(Records supplied Opens)

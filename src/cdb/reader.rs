use std::cell::Cell;
use std::fs::File;
#[cfg(unix)]
use std::os::unix::io::RawFd;
use std::path::Path;

use cdb::codec;
use cdb::errors::CDBError;
use cdb::io::{Backend, MmapMode};
use cdb::iter::{GetAll, Items, Keys, Records};
use cdb::{Bucket, Result, Slot, MAIN_TABLE_SIZE, MAIN_TABLE_SIZE_BYTES, SLOT_SIZE};

/// Counts cached lazily on first request: (unique keys, total records).
#[derive(Copy, Clone)]
struct Counts {
    unique_keys: u64,
    record_count: u64,
}

/// An open, immutable constant database.
pub struct Reader {
    backend: Backend,
    file_len: u64,
    sentinel: Cell<Option<u32>>,
    counts: Cell<Option<Counts>>,
    closed: Cell<bool>,
}

impl Reader {
    pub fn from_path<P: AsRef<Path>>(path: P, mode: MmapMode) -> Result<Reader> {
        let file = File::open(path).map_err(CDBError::from)?;
        Reader::open(file, mode)
    }

    pub fn open(file: File, mode: MmapMode) -> Result<Reader> {
        let (backend, file_len) = Backend::open(file, mode)?;
        let reader = Reader {
            backend,
            file_len,
            sentinel: Cell::new(None),
            counts: Cell::new(None),
            closed: Cell::new(false),
        };
        reader.validate_size()?;
        debug!("opened reader, file_len: {}", file_len);
        Ok(reader)
    }

    #[inline]
    fn check_open(&self) -> Result<()> {
        if self.closed.get() {
            return Err(CDBError::ClosedHandle.into());
        }
        Ok(())
    }

    pub(crate) fn bucket_at(&self, idx: usize) -> Result<Bucket> {
        assert!(idx < MAIN_TABLE_SIZE);
        let off = (idx * SLOT_SIZE) as u64;
        let bytes = self.backend.read_at(off, SLOT_SIZE)?;
        let bucket = Bucket {
            ptr: codec::unpack_u32(&bytes[0..4]),
            num_ents: codec::unpack_u32(&bytes[4..8]),
        };
        trace!("bucket_at idx: {}, got: {:?}", idx, bucket);
        Ok(bucket)
    }

    pub(crate) fn slot_at(&self, bucket: &Bucket, idx: u32) -> Result<Slot> {
        let off = bucket.ptr as u64 + (idx as u64 * SLOT_SIZE as u64);
        let bytes = self.backend.read_at(off, SLOT_SIZE)?;
        Ok(Slot {
            hash: codec::unpack_u32(&bytes[0..4]),
            record_offset: codec::unpack_u32(&bytes[4..8]),
        })
    }

    pub(crate) fn read_lengths(&self, record_offset: u32) -> Result<(u32, u32)> {
        let bytes = self.backend.read_at(record_offset as u64, 8)?;
        Ok((codec::unpack_u32(&bytes[0..4]), codec::unpack_u32(&bytes[4..8])))
    }

    pub(crate) fn read_key(&self, record_offset: u32, klen: u32) -> Result<Vec<u8>> {
        self.backend.read_at(record_offset as u64 + 8, klen as usize)
    }

    pub(crate) fn read_value(&self, record_offset: u32, klen: u32, vlen: u32) -> Result<Vec<u8>> {
        self.backend
            .read_at(record_offset as u64 + 8 + klen as u64, vlen as usize)
    }

    pub(crate) fn read_key_value(&self, record_offset: u32) -> Result<(Vec<u8>, Vec<u8>)> {
        let (klen, vlen) = self.read_lengths(record_offset)?;
        let key = self.read_key(record_offset, klen)?;
        let value = self.read_value(record_offset, klen, vlen)?;
        Ok((key, value))
    }

    /// Offset of the first hash table: the end of the record region. A
    /// genuinely empty database (an all-zero 2048-byte header) has no
    /// non-empty bucket to read this from, so it defaults to the header
    /// size, which is also the (empty) end of its record region.
    pub(crate) fn sentinel(&self) -> Result<u32> {
        if let Some(s) = self.sentinel.get() {
            return Ok(s);
        }
        let b0 = self.bucket_at(0)?;
        let s = if b0.ptr == 0 && b0.num_ents == 0 {
            MAIN_TABLE_SIZE_BYTES as u32
        } else {
            b0.ptr
        };
        self.sentinel.set(Some(s));
        Ok(s)
    }

    fn expected_size(&self) -> Result<u64> {
        let mut max_end = MAIN_TABLE_SIZE_BYTES as u64;
        for i in 0..MAIN_TABLE_SIZE {
            let b = self.bucket_at(i)?;
            if b.num_ents > 0 {
                let end = b.ptr as u64 + b.num_ents as u64 * SLOT_SIZE as u64;
                if end > max_end {
                    max_end = end;
                }
            }
        }
        Ok(max_end)
    }

    fn validate_size(&self) -> Result<()> {
        let expected = self.expected_size()?;
        if expected > self.file_len {
            return Err(CDBError::format_error(format!(
                "header implies a file of at least {} bytes but backing store is only {} bytes",
                expected, self.file_len
            ))
            .into());
        }
        Ok(())
    }

    pub(crate) fn locate(&self, key: &[u8]) -> Result<Option<u32>> {
        let h = codec::hash(key);
        let bucket = self.bucket_at((h & 0xFF) as usize)?;
        if bucket.num_ents == 0 {
            trace!("bucket empty, returning none");
            return Ok(None);
        }
        let start = (h >> 8) % bucket.num_ents;
        for probe in 0..bucket.num_ents {
            let idx = (start + probe) % bucket.num_ents;
            let slot = self.slot_at(&bucket, idx)?;
            if slot.record_offset == 0 {
                return Ok(None);
            }
            if slot.hash == h {
                let (klen, _) = self.read_lengths(slot.record_offset)?;
                if klen as usize == key.len() {
                    let found = self.read_key(slot.record_offset, klen)?;
                    if found == key {
                        return Ok(Some(slot.record_offset));
                    }
                }
            }
        }
        Ok(None)
    }

    pub fn contains(&self, key: &[u8]) -> Result<bool> {
        self.check_open()?;
        Ok(self.locate(key)?.is_some())
    }

    pub fn get_first(&self, key: &[u8]) -> Result<Option<Vec<u8>>> {
        self.check_open()?;
        match self.locate(key)? {
            None => Ok(None),
            Some(record_offset) => {
                let (klen, vlen) = self.read_lengths(record_offset)?;
                Ok(Some(self.read_value(record_offset, klen, vlen)?))
            }
        }
    }

    pub fn get_all<'r>(&'r self, key: &[u8]) -> Result<GetAll<'r>> {
        self.check_open()?;
        GetAll::new(self, key)
    }

    pub fn iter_items(&self, all: bool) -> Result<Items> {
        self.check_open()?;
        Ok(Items::new(Records::new(self)?, all))
    }

    pub fn iter_keys(&self, all: bool) -> Result<Keys> {
        self.check_open()?;
        Ok(Keys::new(Records::new(self)?, all))
    }

    fn ensure_counts(&self) -> Result<Counts> {
        if let Some(c) = self.counts.get() {
            return Ok(c);
        }
        let mut record_count = 0u64;
        let mut unique_keys = 0u64;
        for item in Records::new(self)? {
            let item = item?;
            record_count += 1;
            if item.is_first {
                unique_keys += 1;
            }
        }
        let c = Counts { unique_keys, record_count };
        self.counts.set(Some(c));
        Ok(c)
    }

    /// Number of distinct keys.
    pub fn len(&self) -> Result<u64> {
        self.check_open()?;
        Ok(self.ensure_counts()?.unique_keys)
    }

    pub fn is_empty(&self) -> Result<bool> {
        Ok(self.len()? == 0)
    }

    /// Total number of records, including duplicate keys.
    pub fn record_count(&self) -> Result<u64> {
        self.check_open()?;
        Ok(self.ensure_counts()?.record_count)
    }

    #[cfg(unix)]
    pub fn fileno(&self) -> Result<RawFd> {
        self.check_open()?;
        Ok(self.backend.raw_fd())
    }

    pub fn close(&self) {
        self.closed.set(true);
    }
}

#[cfg(test)]
mod tests {
    use super::*;
    use cdb::builder::Builder;
    use tempfile::NamedTempFile;

    fn build(kvs: &[(&str, &str)]) -> Reader {
        let tmp = NamedTempFile::new().unwrap();
        let mut b = Builder::create(tmp.reopen().unwrap(), false, None).unwrap();
        for (k, v) in kvs {
            b.add(k.as_bytes(), v.as_bytes()).unwrap();
        }
        b.commit().unwrap()
    }

    #[test]
    fn s1_basic_round_trip() {
        let r = build(&[("one", "Hello"), ("two", "Goodbye")]);
        assert!(r.contains(b"one").unwrap());
        assert_eq!(r.get_first(b"one").unwrap(), Some(b"Hello".to_vec()));
        assert!(!r.contains(b"three").unwrap());
        assert_eq!(r.len().unwrap(), 2);
    }

    #[test]
    fn s5_empty_key_and_empty_value() {
        let r = build(&[("", "empty-key"), ("x", "")]);
        assert_eq!(r.get_first(b"").unwrap(), Some(b"empty-key".to_vec()));
        assert_eq!(r.get_first(b"x").unwrap(), Some(b"".to_vec()));
        assert!(r.contains(b"").unwrap());
        assert!(r.contains(b"x").unwrap());
    }

    #[test]
    fn s6_non_ascii_single_byte_key() {
        let tmp = NamedTempFile::new().unwrap();
        let mut b = Builder::create(tmp.reopen().unwrap(), false, None).unwrap();
        b.add(&[0xFFu8], b"hi").unwrap();
        let r = b.commit().unwrap();

        assert!(r.contains(&[0xFFu8]).unwrap());
        for byte in 0u8..=254 {
            assert!(!r.contains(&[byte]).unwrap());
        }
    }

    #[test]
    fn absence_of_unadded_key() {
        let r = build(&[("a", "1")]);
        assert!(!r.contains(b"nope").unwrap());
        assert_eq!(r.get_first(b"nope").unwrap(), None);
    }

    #[test]
    fn s4_one_thousand_pairs() {
        let kvs: Vec<(String, String)> = (0..1000)
            .map(|i| (format!("key{}", i), format!("val{}", i)))
            .collect();
        let tmp = NamedTempFile::new().unwrap();
        let mut b = Builder::create(tmp.reopen().unwrap(), false, None).unwrap();
        for (k, v) in &kvs {
            b.add(k.as_bytes(), v.as_bytes()).unwrap();
        }
        let r = b.commit().unwrap();

        for (k, v) in &kvs {
            assert_eq!(r.get_first(k.as_bytes()).unwrap(), Some(v.clone().into_bytes()));
        }
        assert_eq!(r.len().unwrap(), 1000);
        assert!(!r.contains(b"key1000").unwrap());
    }

    #[test]
    fn closed_reader_rejects_operations() {
        let r = build(&[("a", "1")]);
        r.close();
        assert!(r.contains(b"a").is_err());
        assert!(r.get_first(b"a").is_err());
    }
}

(Records supplied Closes)

| What you should do |
Within the data, how many lines hold the word "MmapMode"? State the number alone.

| Solution |
3